In response, John Lanchester, author of 2012's critically acclaimed novel Capital, has penned a new book called How to Speak Money. It's composed of several chapters of prose that bookend a humorous and acerbic dictionary of financial nomenclature whose definitions are undergirded by a desire to illuminate the counterintuitive and sometimes deceptive realities behind recurring phrases like "austerity" and "business model." In a representative passage, Lanchester describes the latter term as "so ubiquitous it [seems] an obstacle to thought."
Lanchester is both an enthusiastic and cautious critic of high finance and money-speak, aware of both the pitfalls of economese and the elegance of its assumptions. "The lack of definitive conclusions isn't a weakness in the field; it's what's interesting about it," he writes. In the course of the chapters that open and close the book, he carefully explains what he sees as one of the fundamental problems with money talk: the insularity of its lexicon means that its useful aspects are subordinated to the priorities of the people who understand it, not society at large.

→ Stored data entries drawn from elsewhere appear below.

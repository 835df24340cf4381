use std::fmt;
use std::str::FromStr;
use std::sync::LazyLock;

use clap::ValueEnum;
use regex::Regex;
use serde::{Deserialize, Serialize};

use crate::error::SynthError;

static ORCID_RE: LazyLock<Regex> = LazyLock::new(|| {
    Regex::new(r"^\d{4}-\d{4}-\d{4}-\d{3}[\dX]$").expect("ORCID pattern is valid")
});

#[derive(Debug, Clone, Copy, PartialEq, Eq, Hash, Serialize, Deserialize, ValueEnum)]
pub enum SynthesisType {
    #[serde(rename = "Solid Precursor")]
    SolidPrecursor,
    #[serde(rename = "Stock Solution")]
    StockSolution,
    #[serde(rename = "Precursor Solution")]
    PrecursorSolution,
    #[serde(rename = "Thin Film")]
    ThinFilm,
}

impl SynthesisType {
    pub const ALL: [SynthesisType; 4] = [
        SynthesisType::SolidPrecursor,
        SynthesisType::StockSolution,
        SynthesisType::PrecursorSolution,
        SynthesisType::ThinFilm,
    ];

    pub fn label(&self) -> &'static str {
        match self {
            SynthesisType::SolidPrecursor => "Solid Precursor",
            SynthesisType::StockSolution => "Stock Solution",
            SynthesisType::PrecursorSolution => "Precursor Solution",
            SynthesisType::ThinFilm => "Thin Film",
        }
    }
}

impl fmt::Display for SynthesisType {
    fn fmt(&self, f: &mut fmt::Formatter<'_>) -> fmt::Result {
        f.write_str(self.label())
    }
}

impl FromStr for SynthesisType {
    type Err = SynthError;

    fn from_str(value: &str) -> Result<Self, Self::Err> {
        let normalized = value
            .trim()
            .to_lowercase()
            .replace(['-', '_'], " ");
        SynthesisType::ALL
            .into_iter()
            .find(|kind| kind.label().to_lowercase() == normalized)
            .ok_or_else(|| SynthError::InvalidSynthesisType(value.to_string()))
    }
}

#[derive(Debug, Clone, PartialEq, Eq, Hash, Serialize, Deserialize)]
#[serde(transparent)]
pub struct SampleId(String);

impl SampleId {
    pub fn new(value: impl Into<String>) -> Self {
        Self(value.into())
    }

    pub fn as_str(&self) -> &str {
        &self.0
    }
}

impl fmt::Display for SampleId {
    fn fmt(&self, f: &mut fmt::Formatter<'_>) -> fmt::Result {
        write!(f, "{}", self.0)
    }
}

#[derive(Debug, Clone, PartialEq, Eq, Hash, Serialize, Deserialize)]
#[serde(transparent)]
pub struct DatasetId(String);

impl DatasetId {
    pub fn new(value: impl Into<String>) -> Self {
        Self(value.into())
    }

    pub fn as_str(&self) -> &str {
        &self.0
    }
}

impl fmt::Display for DatasetId {
    fn fmt(&self, f: &mut fmt::Formatter<'_>) -> fmt::Result {
        write!(f, "{}", self.0)
    }
}

/// Owner id of a record, normally an ORCID iD such as `0000-0002-1825-0097`.
///
/// The catalog stores owners as free strings, so parsing only requires a
/// non-blank value. Well-formed iDs are stored in canonical upper case.
#[derive(Debug, Clone, PartialEq, Eq, Hash, Serialize, Deserialize)]
#[serde(transparent)]
pub struct Orcid(String);

impl Orcid {
    pub fn as_str(&self) -> &str {
        &self.0
    }

    /// Whether the id has the `dddd-dddd-dddd-dddX` ORCID shape.
    pub fn is_canonical(&self) -> bool {
        ORCID_RE.is_match(&self.0)
    }

    /// Parses and additionally requires the ORCID shape.
    pub fn parse_canonical(value: &str) -> Result<Self, SynthError> {
        let orcid: Orcid = value.parse()?;
        if !orcid.is_canonical() {
            return Err(SynthError::InvalidOrcid(value.to_string()));
        }
        Ok(orcid)
    }
}

impl fmt::Display for Orcid {
    fn fmt(&self, f: &mut fmt::Formatter<'_>) -> fmt::Result {
        write!(f, "{}", self.0)
    }
}

impl FromStr for Orcid {
    type Err = SynthError;

    fn from_str(value: &str) -> Result<Self, Self::Err> {
        let trimmed = value.trim();
        if trimmed.is_empty() {
            return Err(SynthError::InvalidOrcid(value.to_string()));
        }
        let upper = trimmed.to_uppercase();
        if ORCID_RE.is_match(&upper) {
            return Ok(Self(upper));
        }
        Ok(Self(trimmed.to_string()))
    }
}

/// A sample record as held by the catalog.
#[derive(Debug, Clone, PartialEq, Serialize, Deserialize)]
pub struct Sample {
    pub unique_id: SampleId,
    #[serde(rename = "sample_name", default)]
    pub name: String,
    #[serde(default)]
    pub description: Option<String>,
    #[serde(rename = "owner_orcid", default)]
    pub owner: Option<String>,
    #[serde(rename = "project_id", default)]
    pub project: Option<String>,
    #[serde(default, skip_serializing_if = "Option::is_none")]
    pub batch_id: Option<SampleId>,
    #[serde(rename = "creation_date", default)]
    pub created_at: Option<String>,
}

/// One of several batches sharing the requested name.
#[derive(Debug, Clone, PartialEq, Eq, Serialize, Deserialize)]
pub struct BatchCandidate {
    pub unique_id: SampleId,
    pub sample_name: String,
    pub description: Option<String>,
    pub creation_date: Option<String>,
}

impl From<Sample> for BatchCandidate {
    fn from(sample: Sample) -> Self {
        Self {
            unique_id: sample.unique_id,
            sample_name: sample.name,
            description: sample.description,
            creation_date: sample.created_at,
        }
    }
}

/// How lookups that do not produce exactly one answer are treated.
///
/// `Lenient` swallows errors from the by-id batch lookup and lets rows proceed
/// when a parent reference is ambiguous or missing. `Strict` propagates the
/// lookup error and fails the row on any parent link that was not made.
#[derive(Debug, Clone, Copy, Default, PartialEq, Eq, Serialize, Deserialize, ValueEnum)]
#[serde(rename_all = "lowercase")]
pub enum MatchPolicy {
    #[default]
    Lenient,
    Strict,
}

impl MatchPolicy {
    pub fn is_strict(&self) -> bool {
        matches!(self, MatchPolicy::Strict)
    }
}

Lanchester vividly illustrates the gulf between the hoi polloi and the Masters of the Universe in his description of his experience at Ireland's Kilkenomics festival in fall 2010, "the world's first ever festival of comedy and economics." Concocted by prescient Irish economist David McWilliams and comedy producer Richard Cook, the festival served as a forum for the strange mood brought on by Ireland's sudden reversal of economic fortunes in the wake of the 2008 financial collapse: "a mixture of resignation and fury, alternating between the two feelings so quickly it was almost as if there was a bizarre new hybrid emotion: blazingly furious philosophical resignation."

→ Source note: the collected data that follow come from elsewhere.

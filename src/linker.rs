use std::fmt;

use serde::Serialize;
use tracing::{debug, warn};

use crate::catalog::CatalogClient;
use crate::domain::SampleId;
use crate::error::SynthError;
use crate::row::SynthesisRecord;

#[derive(Debug, Clone, PartialEq, Eq, Serialize)]
#[serde(tag = "outcome", rename_all = "snake_case")]
pub enum LinkOutcome {
    Linked { parent_id: SampleId },
    /// Several samples carry the referenced name; nothing was linked.
    AmbiguousParent { name: String, candidates: Vec<SampleId> },
    ParentNotFound { name: String },
    /// The row has no value for the reference field.
    Skipped,
}

impl LinkOutcome {
    pub fn is_linked(&self) -> bool {
        matches!(self, LinkOutcome::Linked { .. })
    }

    /// Whether the outcome left a reference unresolved.
    pub fn is_unresolved(&self) -> bool {
        matches!(
            self,
            LinkOutcome::AmbiguousParent { .. } | LinkOutcome::ParentNotFound { .. }
        )
    }
}

impl fmt::Display for LinkOutcome {
    fn fmt(&self, f: &mut fmt::Formatter<'_>) -> fmt::Result {
        match self {
            LinkOutcome::Linked { parent_id } => write!(f, "linked to {parent_id}"),
            LinkOutcome::AmbiguousParent { name, candidates } => write!(
                f,
                "multiple parents named '{name}' found ({})",
                candidates.len()
            ),
            LinkOutcome::ParentNotFound { name } => write!(f, "parent '{name}' not found"),
            LinkOutcome::Skipped => write!(f, "skipped"),
        }
    }
}

/// Links `child` under the sample named by `record[field]` within `project`.
///
/// Ambiguous or missing parents are returned as outcomes, never as errors;
/// only catalog failures are errors.
pub fn link_to_parent_by_name<C: CatalogClient + ?Sized>(
    catalog: &C,
    record: &SynthesisRecord,
    field: &str,
    project: &str,
    child: &SampleId,
) -> Result<LinkOutcome, SynthError> {
    let Some(parent_name) = record.get(field).map(|cell| cell.to_string()) else {
        return Ok(LinkOutcome::Skipped);
    };

    let mut parents = catalog.list_samples(&parent_name, Some(project))?;
    match parents.len() {
        1 => {
            let parent = parents.remove(0);
            catalog.link_samples(&parent.unique_id, child)?;
            debug!(field, parent = %parent.unique_id, child = %child, "linked parent sample");
            Ok(LinkOutcome::Linked {
                parent_id: parent.unique_id,
            })
        }
        0 => {
            warn!(field, parent = %parent_name, project, "parent sample not found");
            Ok(LinkOutcome::ParentNotFound { name: parent_name })
        }
        count => {
            warn!(field, parent = %parent_name, count, "multiple parent samples found");
            Ok(LinkOutcome::AmbiguousParent {
                name: parent_name,
                candidates: parents.into_iter().map(|p| p.unique_id).collect(),
            })
        }
    }
}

I sat down with Lanchester at the McNally Jackson bookstore in Manhattan, where he was about to speak Money at a reading of the book. What follows is a transcript of our conversation. -Charles Reinhardt
The Barnes & Noble Review: One of the things I liked about this book is that you're trying to walk the line between two simultaneous realities about money-speak: On the one hand, jargon lets you render a concept palatable that would otherwise be unpalatable, such as "right-sizing (layoffs)," which you mention in the book.
But there's also a less sinister purpose for jargon, which is to condense complex ideas. How do you reconcile those two competing realities?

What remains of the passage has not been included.